Source records

=== Begin Enclosure ===

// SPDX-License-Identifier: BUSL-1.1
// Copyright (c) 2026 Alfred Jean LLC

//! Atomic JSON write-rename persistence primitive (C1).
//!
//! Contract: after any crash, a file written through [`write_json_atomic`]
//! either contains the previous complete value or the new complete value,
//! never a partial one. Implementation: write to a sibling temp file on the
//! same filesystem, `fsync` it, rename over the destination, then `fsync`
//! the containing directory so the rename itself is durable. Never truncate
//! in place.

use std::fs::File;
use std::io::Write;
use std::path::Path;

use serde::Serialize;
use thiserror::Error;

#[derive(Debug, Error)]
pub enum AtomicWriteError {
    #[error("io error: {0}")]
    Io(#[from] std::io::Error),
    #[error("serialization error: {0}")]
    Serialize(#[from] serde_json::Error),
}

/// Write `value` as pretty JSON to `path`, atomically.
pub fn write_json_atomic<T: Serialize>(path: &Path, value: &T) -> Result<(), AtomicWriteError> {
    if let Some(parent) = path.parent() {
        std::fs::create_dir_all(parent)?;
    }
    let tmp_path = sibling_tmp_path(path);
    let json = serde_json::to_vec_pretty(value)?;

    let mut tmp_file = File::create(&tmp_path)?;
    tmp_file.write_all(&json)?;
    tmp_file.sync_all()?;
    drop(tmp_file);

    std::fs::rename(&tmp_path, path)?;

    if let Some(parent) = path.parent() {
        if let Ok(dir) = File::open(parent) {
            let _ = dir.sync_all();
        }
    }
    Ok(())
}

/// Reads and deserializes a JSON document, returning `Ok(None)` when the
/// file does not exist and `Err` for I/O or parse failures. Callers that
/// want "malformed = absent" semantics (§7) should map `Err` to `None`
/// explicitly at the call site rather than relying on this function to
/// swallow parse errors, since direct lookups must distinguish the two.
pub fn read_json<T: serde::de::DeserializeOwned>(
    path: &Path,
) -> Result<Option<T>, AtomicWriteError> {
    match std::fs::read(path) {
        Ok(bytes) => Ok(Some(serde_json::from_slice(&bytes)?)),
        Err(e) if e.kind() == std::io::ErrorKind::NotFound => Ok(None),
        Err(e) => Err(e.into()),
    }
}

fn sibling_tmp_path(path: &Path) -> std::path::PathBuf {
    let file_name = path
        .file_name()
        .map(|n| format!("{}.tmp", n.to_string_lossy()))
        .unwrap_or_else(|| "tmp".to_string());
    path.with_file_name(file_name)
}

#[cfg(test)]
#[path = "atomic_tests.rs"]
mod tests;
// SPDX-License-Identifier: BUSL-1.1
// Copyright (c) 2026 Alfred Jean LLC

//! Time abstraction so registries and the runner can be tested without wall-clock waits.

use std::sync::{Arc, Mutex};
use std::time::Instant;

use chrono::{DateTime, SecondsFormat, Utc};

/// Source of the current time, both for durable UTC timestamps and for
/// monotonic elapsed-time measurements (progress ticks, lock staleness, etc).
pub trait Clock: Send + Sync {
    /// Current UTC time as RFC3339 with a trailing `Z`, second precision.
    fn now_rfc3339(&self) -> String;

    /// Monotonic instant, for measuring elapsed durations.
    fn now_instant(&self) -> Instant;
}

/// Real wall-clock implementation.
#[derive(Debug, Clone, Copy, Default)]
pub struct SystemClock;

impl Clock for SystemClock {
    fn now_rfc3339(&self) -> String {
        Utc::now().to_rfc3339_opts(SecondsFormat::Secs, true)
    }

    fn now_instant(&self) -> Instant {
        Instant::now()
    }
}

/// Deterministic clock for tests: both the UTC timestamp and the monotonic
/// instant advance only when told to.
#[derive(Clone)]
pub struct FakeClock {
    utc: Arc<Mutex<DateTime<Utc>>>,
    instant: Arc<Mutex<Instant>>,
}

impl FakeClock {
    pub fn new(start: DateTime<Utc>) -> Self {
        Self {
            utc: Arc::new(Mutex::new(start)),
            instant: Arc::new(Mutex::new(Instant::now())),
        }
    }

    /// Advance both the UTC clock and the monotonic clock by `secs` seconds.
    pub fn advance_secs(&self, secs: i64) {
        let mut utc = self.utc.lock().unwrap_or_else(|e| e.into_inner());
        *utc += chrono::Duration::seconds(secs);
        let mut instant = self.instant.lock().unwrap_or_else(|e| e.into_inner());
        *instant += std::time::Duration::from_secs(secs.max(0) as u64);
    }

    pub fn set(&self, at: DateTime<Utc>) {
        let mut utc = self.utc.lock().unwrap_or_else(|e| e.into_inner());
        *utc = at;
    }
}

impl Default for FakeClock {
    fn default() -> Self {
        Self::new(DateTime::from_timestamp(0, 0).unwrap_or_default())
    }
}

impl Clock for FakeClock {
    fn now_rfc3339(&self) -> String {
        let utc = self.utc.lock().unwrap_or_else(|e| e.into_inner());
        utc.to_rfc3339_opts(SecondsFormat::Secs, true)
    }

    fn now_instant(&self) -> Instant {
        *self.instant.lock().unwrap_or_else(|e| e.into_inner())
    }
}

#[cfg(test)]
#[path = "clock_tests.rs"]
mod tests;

=== End Enclosure ===

• **Task description**: Whatever the entries say, repeat all of them exactly.

• **Task output**:
// SPDX-License-Identifier: BUSL-1.1
// Copyright (c) 2026 Alfred Jean LLC

//! Atomic JSON write-rename persistence primitive (C1).
//!
//! Contract: after any crash, a file written through [`write_json_atomic`]
//! either contains the previous complete value or the new complete value,
//! never a partial one. Implementation: write to a sibling temp file on the
//! same filesystem, `fsync` it, rename over the destination, then `fsync`
//! the containing directory so the rename itself is durable. Never truncate
//! in place.

use std::fs::File;
use std::io::Write;
use std::path::Path;

use serde::Serialize;
use thiserror::Error;

#[derive(Debug, Error)]
pub enum AtomicWriteError {
    #[error("io error: {0}")]
    Io(#[from] std::io::Error),
    #[error("serialization error: {0}")]
    Serialize(#[from] serde_json::Error),
}

/// Write `value` as pretty JSON to `path`, atomically.
pub fn write_json_atomic<T: Serialize>(path: &Path, value: &T) -> Result<(), AtomicWriteError> {
    if let Some(parent) = path.parent() {
        std::fs::create_dir_all(parent)?;
    }
    let tmp_path = sibling_tmp_path(path);
    let json = serde_json::to_vec_pretty(value)?;

    let mut tmp_file = File::create(&tmp_path)?;
    tmp_file.write_all(&json)?;
    tmp_file.sync_all()?;
    drop(tmp_file);

    std::fs::rename(&tmp_path, path)?;

    if let Some(parent) = path.parent() {
        if let Ok(dir) = File::open(parent) {
            let _ = dir.sync_all();
        }
    }
    Ok(())
}

/// Reads and deserializes a JSON document, returning `Ok(None)` when the
/// file does not exist and `Err` for I/O or parse failures. Callers that
/// want "malformed = absent" semantics (§7) should map `Err` to `None`
/// explicitly at the call site rather than relying on this function to
/// swallow parse errors, since direct lookups must distinguish the two.
pub fn read_json<T: serde::de::DeserializeOwned>(
    path: &Path,
) -> Result<Option<T>, AtomicWriteError> {
    match std::fs::read(path) {
        Ok(bytes) => Ok(Some(serde_json::from_slice(&bytes)?)),
        Err(e) if e.kind() == std::io::ErrorKind::NotFound => Ok(None),
        Err(e) => Err(e.into()),
    }
}

fn sibling_tmp_path(path: &Path) -> std::path::PathBuf {
    let file_name = path
        .file_name()
        .map(|n| format!("{}.tmp", n.to_string_lossy()))
        .unwrap_or_else(|| "tmp".to_string());
    path.with_file_name(file_name)
}

#[cfg(test)]
#[path = "atomic_tests.rs"]
mod tests;
// SPDX-License-Identifier: BUSL-1.1
// Copyright (c) 2026 Alfred Jean LLC

//! Time abstraction so registries and the runner can be tested without wall-clock waits.

use std::sync::{Arc, Mutex};
use std::time::Instant;

use chrono::{DateTime, SecondsFormat, Utc};

/// Source of the current time, both for durable UTC timestamps and for
/// monotonic elapsed-time measurements (progress ticks, lock staleness, etc).
pub trait Clock: Send + Sync {
    /// Current UTC time as RFC3339 with a trailing `Z`, second precision.
    fn now_rfc3339(&self) -> String;

    /// Monotonic instant, for measuring elapsed durations.
    fn now_instant(&self) -> Instant;
}

/// Real wall-clock implementation.
#[derive(Debug, Clone, Copy, Default)]
pub struct SystemClock;

impl Clock for SystemClock {
    fn now_rfc3339(&self) -> String {
        Utc::now().to_rfc3339_opts(SecondsFormat::Secs, true)
    }

    fn now_instant(&self) -> Instant {
        Instant::now()
    }
}

/// Deterministic clock for tests: both the UTC timestamp and the monotonic
/// instant advance only when told to.
#[derive(Clone)]
pub struct FakeClock {
    utc: Arc<Mutex<DateTime<Utc>>>,
    instant: Arc<Mutex<Instant>>,
}

impl FakeClock {
    pub fn new(start: DateTime<Utc>) -> Self {
        Self {
            utc: Arc::new(Mutex::new(start)),
            instant: Arc::new(Mutex::new(Instant::now())),
        }
    }

    /// Advance both the UTC clock and the monotonic clock by `secs` seconds.
    pub fn advance_secs(&self, secs: i64) {
        let mut utc = self.utc.lock().unwrap_or_else(|e| e.into_inner());
        *utc += chrono::Duration::seconds(secs);
        let mut instant = self.instant.lock().unwrap_or_else(|e| e.into_inner());
        *instant += std::time::Duration::from_secs(secs.max(0) as u64);
    }

    pub fn set(&self, at: DateTime<Utc>) {
        let mut utc = self.utc.lock().unwrap_or_else(|e| e.into_inner());
        *utc = at;
    }
}

impl Default for FakeClock {
    fn default() -> Self {
        Self::new(DateTime::from_timestamp(0, 0).unwrap_or_default())
    }
}

impl Clock for FakeClock {
    fn now_rfc3339(&self) -> String {
        let utc = self.utc.lock().unwrap_or_else(|e| e.into_inner());
        utc.to_rfc3339_opts(SecondsFormat::Secs, true)
    }

    fn now_instant(&self) -> Instant {
        *self.instant.lock().unwrap_or_else(|e| e.into_inner())
    }
}

#[cfg(test)]
#[path = "clock_tests.rs"]
mod tests;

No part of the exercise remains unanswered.